Bu bölgede yer alan Keban, Karakaya, Atatürk, Dicle, Kralkızı
Barajlarından ülkemizin enerji ihtiyacının önemli
bir kısmı sağlanmaktadır. Sulama yatırımlarımızın
aynı hızla ilerlemesi için neler yapmayı düşünüyorsunuz?
2007
yılı bütçesinde sulama yatırımlarımıza
ayırdığınız kaynak ne kadardır?
Yıllardan
beri planlanan, ancak kaynak yetersizliği gerekçe gösterilerek
geriye bırakılan Çermik-Kale, Ergani ve Çüngüş-Oyuklu
Barajlarının yapımıyla ilgili finansman temini
için ne tür çalışmalar yapmayı düşünüyorsunuz?
Sayın
Bakanım, Güneydoğu Anadolu Bölgesi'nin kalkınması
sulama harcamalarına ayrılan yatırım miktarlarının
yüksekliğiyle doğru orantılıdır. Silvan Projesi
büyük dış kaynak gerektiriyor
(Mikrofon
otomatik cihaz tarafından kapatıldı)
BAŞKAN
- Teşekkür ederim Sayın Torun.
Sayın
milletvekilleri, soru sorma süremiz tamamlanmıştır.
Sayın
Bakan şimdi cevap verecekler.
Buyurun
efendim.
MALİYE
BAKANI KEMAL UNAKITAN (İstanbul) - Sayın Başkan, çok teşekkür
ediyorum.
Sayın
Aslanoğlu "Nüfusa göre belediyelere yardım yapıyorsunuz.

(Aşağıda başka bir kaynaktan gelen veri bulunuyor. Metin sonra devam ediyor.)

use std::sync::Arc;

use anyhow::Context;
use hearth::{AppState, app, auth, config::Config, db, rooms, session::SessionRegistry, session_layer};
use tower_sessions::MemoryStore;
use tracing_subscriber::EnvFilter;

#[tokio::main]
async fn main() -> anyhow::Result<()> {
    let config = Config::from_env()?;

    tracing_subscriber::fmt()
        .with_env_filter(
            EnvFilter::try_from_default_env()
                .unwrap_or_else(|_| EnvFilter::new("hearth=info,tower_http=info")),
        )
        .init();

    let backend = &config.backend;
    tracing::info!(project_id = %backend.project_id, auth_domain = %backend.auth_domain, "starting");
    tracing::debug!(
        storage_bucket = %backend.storage_bucket,
        messaging_sender_id = %backend.messaging_sender_id,
        app_id = %backend.app_id,
        measurement_id = %backend.measurement_id,
        "backend parameters"
    );

    let db_pool = db::connect(&backend.database_url, 16)
        .await
        .with_context(|| format!("opening {}", backend.database_url))?;
    let store = rooms::SqliteMessageStore::new(db_pool);
    let feed = rooms::MessageFeed::open(Arc::new(store)).await?;

    let clients = auth::Clients::from_config(&config).map_err(|err| err.0)?;
    let session_store = MemoryStore::default();
    let app_state = AppState {
        feed,
        identity: Arc::new(clients),
        sessions: SessionRegistry::new(session_store.clone()),
    };

    let secure = config.public_url.starts_with("https://");
    let app = app(
        app_state,
        session_layer(session_store, config.session_idle_minutes, secure),
    );

    let listener = tokio::net::TcpListener::bind(config.bind_address).await?;
    tracing::info!(address = %config.bind_address, public_url = %config.public_url, "listening");
    axum::serve(listener, app)
        .with_graceful_shutdown(async {
            tokio::signal::ctrl_c().await.ok();
        })
        .await?;

    Ok(())
}
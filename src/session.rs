//! The identity session: who, if anyone, is signed in on this browser.

use std::sync::Arc;

use axum::{extract::FromRequestParts, http::request::Parts};
use serde_json::Value;
use time::OffsetDateTime;
use tower_sessions::{Session, SessionStore, session::Id, session_store};

pub const CSRF_STATE: &str = "csrf_state";
pub const PKCE_VERIFIER: &str = "pkce_verifier";
pub const RETURN_URL: &str = "return_url";
pub const USER_ID: &str = "user_id";
pub const PHOTO_URL: &str = "photo_url";

/// A signed-in user as reported by the identity provider.
#[derive(Debug, Clone, PartialEq, Eq)]
pub struct SessionUser {
    pub uid: String,
    pub photo_url: Option<String>,
}

impl SessionUser {
    pub fn new(uid: impl Into<String>, photo_url: Option<String>) -> Self {
        Self {
            uid: uid.into(),
            photo_url: photo_url.filter(|url| !url.is_empty()),
        }
    }
}

/// Request-scoped handle over the cookie session.
#[derive(Clone, Debug)]
pub struct IdentitySession(pub Session);

impl IdentitySession {
    pub async fn current_user(&self) -> Result<Option<SessionUser>, tower_sessions::session::Error> {
        let Some(uid) = self.0.get::<String>(USER_ID).await? else {
            return Ok(None);
        };
        let photo_url = self.0.get::<String>(PHOTO_URL).await?;
        Ok(Some(SessionUser::new(uid, photo_url)))
    }

    pub(crate) async fn establish(&self, user: &SessionUser) -> Result<(), tower_sessions::session::Error> {
        // new id on privilege change
        self.0.cycle_id().await?;
        self.0.remove_value(CSRF_STATE).await?;
        self.0.remove_value(PKCE_VERIFIER).await?;
        self.0.insert(USER_ID, &user.uid).await?;
        self.0.insert(PHOTO_URL, user.photo_url.clone().unwrap_or_default()).await?;
        Ok(())
    }

    pub async fn sign_out(&self) {
        self.0.clear().await;
    }
}

/// Reads sessions straight from the store, for connections that outlive
/// the request that opened them.
#[derive(Clone, Debug)]
pub struct SessionRegistry(Arc<dyn SessionStore>);

impl SessionRegistry {
    pub fn new(store: impl SessionStore) -> Self {
        Self(Arc::new(store))
    }

    /// The user behind session `id`; `None` once it was signed out or expired.
    pub async fn user(&self, id: Id) -> Result<Option<SessionUser>, session_store::Error> {
        let Some(record) = self.0.load(&id).await? else {
            return Ok(None);
        };
        if record.expiry_date <= OffsetDateTime::now_utc() {
            return Ok(None);
        }

        let field = |key: &str| record.data.get(key).and_then(Value::as_str).map(str::to_owned);
        Ok(field(USER_ID).map(|uid| SessionUser::new(uid, field(PHOTO_URL))))
    }
}

impl<S> FromRequestParts<S> for IdentitySession
where
    S: Send + Sync,
{
    type Rejection = <Session as FromRequestParts<S>>::Rejection;

    async fn from_request_parts(parts: &mut Parts, state: &S) -> Result<Self, Self::Rejection> {
        Session::from_request_parts(parts, state).await.map(IdentitySession)
    }
}
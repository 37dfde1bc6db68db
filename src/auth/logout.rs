use axum::{debug_handler, extract::Query, response::Redirect};
use serde::Deserialize;

use crate::session::IdentitySession;

use super::local_path;

#[derive(Deserialize)]
pub struct LogoutQuery {
    pub return_url: Option<String>,
}

#[debug_handler]
pub async fn logout(
    Query(LogoutQuery { return_url }): Query<LogoutQuery>,
    session: IdentitySession,
) -> Redirect {
    session.sign_out().await;
    tracing::info!("signed out");
    Redirect::to(&local_path(return_url))
}
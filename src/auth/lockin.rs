use axum::{debug_handler, extract::{Path, Query, State}, response::Redirect};
use serde::Deserialize;

use crate::{AppResult, AppState, session::{CSRF_STATE, IdentitySession, PKCE_VERIFIER, RETURN_URL, SessionUser}};

use super::{ClientProvider, IdentityProvider, Identity};

#[derive(Deserialize)]
pub struct LockinQuery {
    pub state: Option<String>,
    pub code: Option<String>,
    pub error: Option<String>,
}

/// Provider callback. A failed or cancelled sign-in leaves the browser
/// signed out and back on the front page without further explanation.
#[debug_handler(state = AppState)]
pub async fn lockin(
    Path(provider): Path<ClientProvider>,
    Query(query): Query<LockinQuery>,
    State(identity): State<Identity>,
    session: IdentitySession,
) -> AppResult<Redirect> {
    let return_url = session
        .0
        .remove::<String>(RETURN_URL)
        .await?
        .unwrap_or_else(|| "/".to_owned());

    match complete_sign_in(provider, query, identity.as_ref(), &session).await {
        Ok(user) => {
            session.establish(&user).await?;
            tracing::info!(uid = %user.uid, %provider, "signed in");
            Ok(Redirect::to(&return_url))
        }
        Err(err) => {
            tracing::warn!(%provider, error = %err.0, "sign-in abandoned");
            Ok(Redirect::to("/"))
        }
    }
}

async fn complete_sign_in(
    provider: ClientProvider,
    LockinQuery { state, code, error }: LockinQuery,
    identity: &dyn IdentityProvider,
    session: &IdentitySession,
) -> AppResult<SessionUser> {
    if let Some(error) = error {
        return Err(anyhow::anyhow!("provider refused: {error}").into());
    }
    let state = state.ok_or_else(|| anyhow::anyhow!("OAuth: without state"))?;
    let code = code.ok_or_else(|| anyhow::anyhow!("OAuth: without code"))?;

    let Some(stored_state) = session.0.remove::<String>(CSRF_STATE).await? else {
        return Err(anyhow::anyhow!("no csrf_state").into());
    };
    if state != stored_state {
        return Err(anyhow::anyhow!("csrf tokens don't match").into());
    }

    let Some(pkce_verifier) = session.0.remove::<String>(PKCE_VERIFIER).await? else {
        return Err(anyhow::anyhow!("no pkce_verifier").into());
    };

    identity.exchange(provider, code, pkce_verifier).await
}
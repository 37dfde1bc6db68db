use sqlx::{SqlitePool, sqlite::SqlitePoolOptions};
use time::OffsetDateTime;
use uuid::Uuid;

/// A stored chat message. Immutable once written.
#[derive(Debug, Clone, PartialEq, Eq)]
pub struct Message {
    pub id: Uuid,
    pub uid: String,
    pub text: String,
    pub created_at: OffsetDateTime,
    pub photo_url: Option<String>,
}

/// A message on its way to the store; the store assigns id and timestamp.
#[derive(Debug, Clone, PartialEq, Eq)]
pub struct NewMessage {
    pub uid: String,
    pub text: String,
    pub photo_url: String,
}

#[derive(Debug, sqlx::FromRow)]
pub(crate) struct MessageRow {
    pub(crate) id: String,
    pub(crate) uid: String,
    pub(crate) text: String,
    pub(crate) photo_url: String,
    pub(crate) created_at: i64,
}

impl TryFrom<MessageRow> for Message {
    type Error = String;

    fn try_from(row: MessageRow) -> Result<Self, Self::Error> {
        let id = Uuid::parse_str(&row.id).map_err(|e| format!("bad id {:?}: {e}", row.id))?;
        let created_at = OffsetDateTime::from_unix_timestamp_nanos(i128::from(row.created_at) * 1_000_000)
            .map_err(|e| format!("bad created_at {} on {id}: {e}", row.created_at))?;

        Ok(Message {
            id,
            uid: row.uid,
            text: row.text,
            created_at,
            photo_url: Some(row.photo_url).filter(|url| !url.is_empty()),
        })
    }
}

pub async fn connect(database_url: &str, max_connections: u32) -> Result<SqlitePool, sqlx::Error> {
    let db_pool = SqlitePoolOptions::new()
        .max_connections(max_connections)
        .connect(database_url)
        .await?;

    sqlx::migrate!("./migrations").run(&db_pool).await?;
    Ok(db_pool)
}
/// UUID validation (RFC 4122 textual form).

/// Check if a string is a valid UUID: exactly the 8-4-4-4-12 hex groups with
/// hyphens at the four fixed positions, case-insensitive.
pub fn is_uuid(input: &str) -> bool {
    let bytes = input.as_bytes();
    if bytes.len() != 36 {
        return false;
    }
    bytes.iter().enumerate().all(|(i, &b)| match i {
        8 | 13 | 18 | 23 => b == b'-',
        _ => b.is_ascii_hexdigit(),
    })
}
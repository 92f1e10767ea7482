#![cfg_attr(not(feature = "std"), no_std)]

//! Zero-allocation grammar validators for identifiers that recur in
//! networked software: IP addresses, hostnames, ports, endpoints, RFC 3339
//! date/times, ISO 8601 durations, emails, UUIDs, URI/IRI forms, URI
//! Templates, and JSON Pointers.
//!
//! Every validator is a pure single pass over the input with O(1) auxiliary
//! space: no allocation, no normalization, no I/O. Validators answer only
//! "is this grammatically valid"; the endpoint parser additionally borrows
//! the host substring out of its input.

// Internal modules (not public API)
mod character_sets;
mod datetime;
mod email;
mod endpoint;
mod error;
mod host;
mod ipv4;
mod ipv6;
mod json_pointer;
mod scanner;
mod uri;
mod uri_template;
mod uuid;

// Public API
pub use character_sets::{is_uri_reserved, is_uri_unreserved};
pub use datetime::{is_date, is_date_time, is_duration, is_time};
pub use email::{is_email, is_idn_email};
pub use endpoint::{Endpoint, is_port, parse_endpoint, parse_port};
pub use error::ParseError;
pub use host::{is_domain, is_hostname, is_idn_domain, is_idn_hostname};
pub use ipv4::is_ipv4;
pub use ipv6::is_ipv6;
pub use json_pointer::{is_json_pointer, is_relative_json_pointer};
pub use uri::{is_iri, is_iri_reference, is_uri, is_uri_reference};
pub use uri_template::is_uri_template;
pub use uuid::is_uuid;

pub type Result<T> = core::result::Result<T, ParseError>;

Bu, zaman zaman adaletsiz bir durum meydana getiriyor. Yeni kanun
düşünüyor musunuz?" diyor. Bununla ilgili kanun Meclise
sevk edildi, yakında da Genel Kurula gelir, öyle tahmin ediyorum.
Şimdi,
Tekel
Malatya'ya yine soruyorsunuz, Malatya Milletvekili olmanız
hasebiyle. Malatya Sigara Fabrikası üretimine devam ediyor,
ama, zaman zaman da siparişe bağlı olarak geçici duruşlar
olabiliyor.
FERİT
MEVLÜT ASLANOĞLU (Malatya) - Sayın Bakan, hiç etmiyor.
MALİYE
BAKANI KEMAL UNAKITAN (İstanbul) - Şimdi, eğer bu siparişler
devam ettiği müddetçe de biz üretime şu anda devam ediyoruz.
MUHARREM
KILIÇ (Malatya) - Sayın Bakan, sizi yanıltıyorlar. Etmiyor
şu anda, çalışmıyor.
MALİYE
BAKANI KEMAL UNAKITAN (İstanbul) - İşte, söylediğim
gibi, siparişe bağlı olarak zaman zaman durabilir.
MUHARREM
KILIÇ (Malatya) - İşçileri de dağıtıyorlar
diğer fabrikalara.
İZZET
ÇETİN (Kocaeli) - Satacağız orayı, satacağız!
MALİYE
BAKANI KEMAL UNAKITAN (İstanbul) - Ve şunu da
Tekel, biliyorsunuz,
özelleştirme programında özelleştirilecek
MUHARREM
KILIÇ (Malatya) - Yani, endişemiz, onun arsasını da birilerine
acaba devretmeyi mi düşünüyorsunuz Sayın Bakan?
MALİYE
BAKANI KEMAL UNAKITAN (İstanbul) - Ama, onu bizim hemen kapatmak
gibi bir düşüncemiz de yok, onu da açıklıkla belirtmek
istiyorum.
Yine,
Sayın Kılıç, Malatya Sümerbank Fabrikasıyla ilgili
olarak soru sordu. Orası da, işte, daha önce 11 milyon dolara
satıldı, bu iptal edildi. Tabii, bizim dönemimizden önceki
dönemde satılıp iptal edilen bir şey söz konusu. Ondan
sonra "11 milyona satılanı 6 milyon dolara sattınız."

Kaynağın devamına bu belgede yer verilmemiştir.